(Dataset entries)
-------

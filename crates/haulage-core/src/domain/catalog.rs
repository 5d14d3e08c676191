//! Job catalog: versioned, read-only reference data.
//!
//! Cargo kinds are a closed set. Everything tunable about a cargo kind
//! (rate modifier, weight range, which quality signal it carries, what an
//! actor needs to haul it) lives here as data, not code.

use serde::{Deserialize, Serialize};
use std::fmt;

/// Job tier, 0 (local) through 3 (specialist).
#[derive(Debug, Clone, Copy, PartialEq, Eq, Hash, PartialOrd, Ord, Serialize, Deserialize)]
#[serde(try_from = "u8", into = "u8")]
pub struct Tier(u8);

impl Tier {
    pub const MAX: u8 = 3;
    pub const ALL: [Tier; 4] = [Tier(0), Tier(1), Tier(2), Tier(3)];

    pub fn new(value: u8) -> Option<Self> {
        (value <= Self::MAX).then_some(Self(value))
    }

    pub fn value(self) -> u8 {
        self.0
    }

    pub fn index(self) -> usize {
        self.0 as usize
    }
}

impl TryFrom<u8> for Tier {
    type Error = String;

    fn try_from(value: u8) -> Result<Self, Self::Error> {
        Tier::new(value).ok_or_else(|| format!("tier out of range: {value}"))
    }
}

impl From<Tier> for u8 {
    fn from(tier: Tier) -> Self {
        tier.0
    }
}

impl fmt::Display for Tier {
    fn fmt(&self, f: &mut fmt::Formatter<'_>) -> fmt::Result {
        write!(f, "T{}", self.0)
    }
}

#[derive(Debug, Clone, Copy, PartialEq, Eq, Hash, Serialize, Deserialize)]
#[serde(rename_all = "snake_case")]
pub enum CargoKind {
    DryVan,
    /// Cold-chain freight; temperature monitored.
    Refrigerated,
    /// Welfare-rated instead of integrity-tracked.
    Livestock,
    Hazmat,
    Oversize,
    HighValue,
}

impl CargoKind {
    pub const ALL: [CargoKind; 6] = [
        CargoKind::DryVan,
        CargoKind::Refrigerated,
        CargoKind::Livestock,
        CargoKind::Hazmat,
        CargoKind::Oversize,
        CargoKind::HighValue,
    ];
}

/// Something an actor must hold before accepting a job.
#[derive(Debug, Clone, Copy, PartialEq, Eq, Hash, PartialOrd, Ord, Serialize, Deserialize)]
#[serde(tag = "type", content = "value", rename_all = "snake_case")]
pub enum Requirement {
    License(LicenseClass),
    Endorsement(Endorsement),
    Certification(Certification),
}

#[derive(Debug, Clone, Copy, PartialEq, Eq, Hash, PartialOrd, Ord, Serialize, Deserialize)]
#[serde(rename_all = "snake_case")]
pub enum LicenseClass {
    ClassB,
    ClassA,
}

#[derive(Debug, Clone, Copy, PartialEq, Eq, Hash, PartialOrd, Ord, Serialize, Deserialize)]
#[serde(rename_all = "snake_case")]
pub enum Endorsement {
    Hazmat,
    Livestock,
    Oversize,
}

#[derive(Debug, Clone, Copy, PartialEq, Eq, Hash, PartialOrd, Ord, Serialize, Deserialize)]
#[serde(rename_all = "snake_case")]
pub enum Certification {
    ColdChain,
    HighValue,
}

#[derive(Debug, Clone, Serialize, Deserialize)]
pub struct CargoDefinition {
    pub kind: CargoKind,
    pub display_name: String,
    /// Stage-1 payout modifier.
    pub rate_modifier: f64,
    pub min_weight_kg: u32,
    pub max_weight_kg: u32,
    pub min_tier: Tier,
    pub max_stops: u8,
    pub temperature_monitored: bool,
    pub welfare_rated: bool,
    pub sealable: bool,
    /// Window multiplier on top of the tier's per-distance allowance.
    pub window_factor: f64,
    pub deposit_surcharge: i64,
    pub requirements: Vec<Requirement>,
}

#[derive(Debug, Clone, Serialize, Deserialize)]
pub struct TierDefinition {
    pub tier: Tier,
    pub license: LicenseClass,
    pub deposit_base: i64,
    pub min_distance: f64,
    pub max_distance: f64,
    pub window_secs_per_unit: i64,
    pub min_window_secs: i64,
}

/// Static catalog consumed read-only by the board, the depot and previews.
#[derive(Debug, Clone, Serialize, Deserialize)]
pub struct Catalog {
    pub version: u32,
    pub cargo: Vec<CargoDefinition>,
    pub tiers: Vec<TierDefinition>,
}

impl Catalog {
    pub fn cargo(&self, kind: CargoKind) -> Option<&CargoDefinition> {
        self.cargo.iter().find(|c| c.kind == kind)
    }

    pub fn tier(&self, tier: Tier) -> Option<&TierDefinition> {
        self.tiers.iter().find(|t| t.tier == tier)
    }

    /// Cargo kinds postable at `tier`.
    pub fn cargo_for_tier(&self, tier: Tier) -> Vec<&CargoDefinition> {
        self.cargo.iter().filter(|c| c.min_tier <= tier).collect()
    }

    /// Full requirement set for a cargo kind at a tier (license + cargo extras).
    pub fn requirements(&self, kind: CargoKind, tier: Tier) -> Vec<Requirement> {
        let mut reqs = Vec::new();
        if let Some(t) = self.tier(tier) {
            reqs.push(Requirement::License(t.license));
        }
        if let Some(c) = self.cargo(kind) {
            reqs.extend(c.requirements.iter().copied());
        }
        reqs.sort();
        reqs.dedup();
        reqs
    }

    pub fn deposit_for(&self, kind: CargoKind, tier: Tier) -> i64 {
        let base = self.tier(tier).map(|t| t.deposit_base).unwrap_or(0);
        let surcharge = self.cargo(kind).map(|c| c.deposit_surcharge).unwrap_or(0);
        base + surcharge
    }

    /// Allotted delivery window for a job.
    pub fn window_secs(&self, kind: CargoKind, tier: Tier, distance: f64, stops: u8) -> i64 {
        let Some(t) = self.tier(tier) else {
            return 0;
        };
        let factor = self.cargo(kind).map(|c| c.window_factor).unwrap_or(1.0);
        let travel = (distance * t.window_secs_per_unit as f64 * factor) as i64;
        // each intermediate stop gets a fixed dwell allowance
        let dwell = i64::from(stops.saturating_sub(1)) * 600;
        (travel + dwell).max(t.min_window_secs)
    }

    /// Catalog version 1.
    pub fn standard() -> Self {
        use Requirement::{Certification as C, Endorsement as E};

        let tier = |n: u8| Tier(n);
        Self {
            version: 1,
            tiers: vec![
                TierDefinition {
                    tier: tier(0),
                    license: LicenseClass::ClassB,
                    deposit_base: 500,
                    min_distance: 2.0,
                    max_distance: 8.0,
                    window_secs_per_unit: 150,
                    min_window_secs: 900,
                },
                TierDefinition {
                    tier: tier(1),
                    license: LicenseClass::ClassB,
                    deposit_base: 1_000,
                    min_distance: 5.0,
                    max_distance: 15.0,
                    window_secs_per_unit: 140,
                    min_window_secs: 1_200,
                },
                TierDefinition {
                    tier: tier(2),
                    license: LicenseClass::ClassA,
                    deposit_base: 2_500,
                    min_distance: 8.0,
                    max_distance: 25.0,
                    window_secs_per_unit: 130,
                    min_window_secs: 1_800,
                },
                TierDefinition {
                    tier: tier(3),
                    license: LicenseClass::ClassA,
                    deposit_base: 5_000,
                    min_distance: 15.0,
                    max_distance: 40.0,
                    window_secs_per_unit: 120,
                    min_window_secs: 2_400,
                },
            ],
            cargo: vec![
                CargoDefinition {
                    kind: CargoKind::DryVan,
                    display_name: "General freight".into(),
                    rate_modifier: 1.0,
                    min_weight_kg: 2_000,
                    max_weight_kg: 24_000,
                    min_tier: tier(0),
                    max_stops: 3,
                    temperature_monitored: false,
                    welfare_rated: false,
                    sealable: true,
                    window_factor: 1.0,
                    deposit_surcharge: 0,
                    requirements: vec![],
                },
                CargoDefinition {
                    kind: CargoKind::Refrigerated,
                    display_name: "Cold-chain produce".into(),
                    rate_modifier: 1.25,
                    min_weight_kg: 4_000,
                    max_weight_kg: 22_000,
                    min_tier: tier(1),
                    max_stops: 2,
                    temperature_monitored: true,
                    welfare_rated: false,
                    sealable: true,
                    window_factor: 0.9,
                    deposit_surcharge: 500,
                    requirements: vec![C(Certification::ColdChain)],
                },
                CargoDefinition {
                    kind: CargoKind::Livestock,
                    display_name: "Livestock".into(),
                    rate_modifier: 1.3,
                    min_weight_kg: 6_000,
                    max_weight_kg: 20_000,
                    min_tier: tier(1),
                    max_stops: 1,
                    temperature_monitored: false,
                    welfare_rated: true,
                    sealable: false,
                    window_factor: 0.85,
                    deposit_surcharge: 750,
                    requirements: vec![E(Endorsement::Livestock)],
                },
                CargoDefinition {
                    kind: CargoKind::Hazmat,
                    display_name: "Hazardous materials".into(),
                    rate_modifier: 1.6,
                    min_weight_kg: 8_000,
                    max_weight_kg: 30_000,
                    min_tier: tier(2),
                    max_stops: 1,
                    temperature_monitored: false,
                    welfare_rated: false,
                    sealable: true,
                    window_factor: 1.1,
                    deposit_surcharge: 2_000,
                    requirements: vec![E(Endorsement::Hazmat)],
                },
                CargoDefinition {
                    kind: CargoKind::Oversize,
                    display_name: "Oversize machinery".into(),
                    rate_modifier: 1.45,
                    min_weight_kg: 18_000,
                    max_weight_kg: 45_000,
                    min_tier: tier(2),
                    max_stops: 1,
                    temperature_monitored: false,
                    welfare_rated: false,
                    sealable: false,
                    window_factor: 1.3,
                    deposit_surcharge: 1_500,
                    requirements: vec![E(Endorsement::Oversize)],
                },
                CargoDefinition {
                    kind: CargoKind::HighValue,
                    display_name: "High-value electronics".into(),
                    rate_modifier: 1.8,
                    min_weight_kg: 1_000,
                    max_weight_kg: 12_000,
                    min_tier: tier(3),
                    max_stops: 2,
                    temperature_monitored: false,
                    welfare_rated: false,
                    sealable: true,
                    window_factor: 1.0,
                    deposit_surcharge: 4_000,
                    requirements: vec![C(Certification::HighValue)],
                },
            ],
        }
    }
}

impl Default for Catalog {
    fn default() -> Self {
        Self::standard()
    }
}

#[cfg(test)]
mod tests {
    use super::*;

    #[test]
    fn tier_rejects_out_of_range() {
        assert!(Tier::new(3).is_some());
        assert!(Tier::new(4).is_none());
        assert!(serde_json::from_str::<Tier>("7").is_err());
    }

    #[test]
    fn standard_catalog_covers_every_kind_and_tier() {
        let catalog = Catalog::standard();
        for kind in CargoKind::ALL {
            assert!(catalog.cargo(kind).is_some(), "{kind:?}");
        }
        for tier in Tier::ALL {
            assert!(catalog.tier(tier).is_some());
            assert!(!catalog.cargo_for_tier(tier).is_empty());
        }
    }

    #[test]
    fn welfare_and_temperature_tracking_are_exclusive() {
        for cargo in Catalog::standard().cargo {
            assert!(!(cargo.welfare_rated && cargo.temperature_monitored));
        }
    }

    #[test]
    fn requirements_combine_license_and_cargo_extras() {
        let catalog = Catalog::standard();
        let reqs = catalog.requirements(CargoKind::Hazmat, Tier::new(2).unwrap());
        assert!(reqs.contains(&Requirement::License(LicenseClass::ClassA)));
        assert!(reqs.contains(&Requirement::Endorsement(Endorsement::Hazmat)));
        assert_eq!(reqs.len(), 2);
    }

    #[test]
    fn window_respects_tier_minimum() {
        let catalog = Catalog::standard();
        let t0 = Tier::new(0).unwrap();
        assert_eq!(catalog.window_secs(CargoKind::DryVan, t0, 1.0, 1), 900);
        assert_eq!(catalog.window_secs(CargoKind::DryVan, t0, 8.0, 1), 1_200);
        assert_eq!(catalog.window_secs(CargoKind::DryVan, t0, 8.0, 3), 2_400);
    }
}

-------

Assignment: What is needed is every line from the start of the entries through the line containing "use std::fmt;", returned word for word and nothing else.

Result below:
filename crates/haulage-core/src/domain/catalog.rs
repository 5d14d3e08c676191
//! Job catalog: versioned, read-only reference data.
//!
//! Cargo kinds are a closed set. Everything tunable about a cargo kind
//! (rate modifier, weight range, which quality signal it carries, what an
//! actor needs to haul it) lives here as data, not code.

use serde::{Deserialize, Serialize};
use std::fmt;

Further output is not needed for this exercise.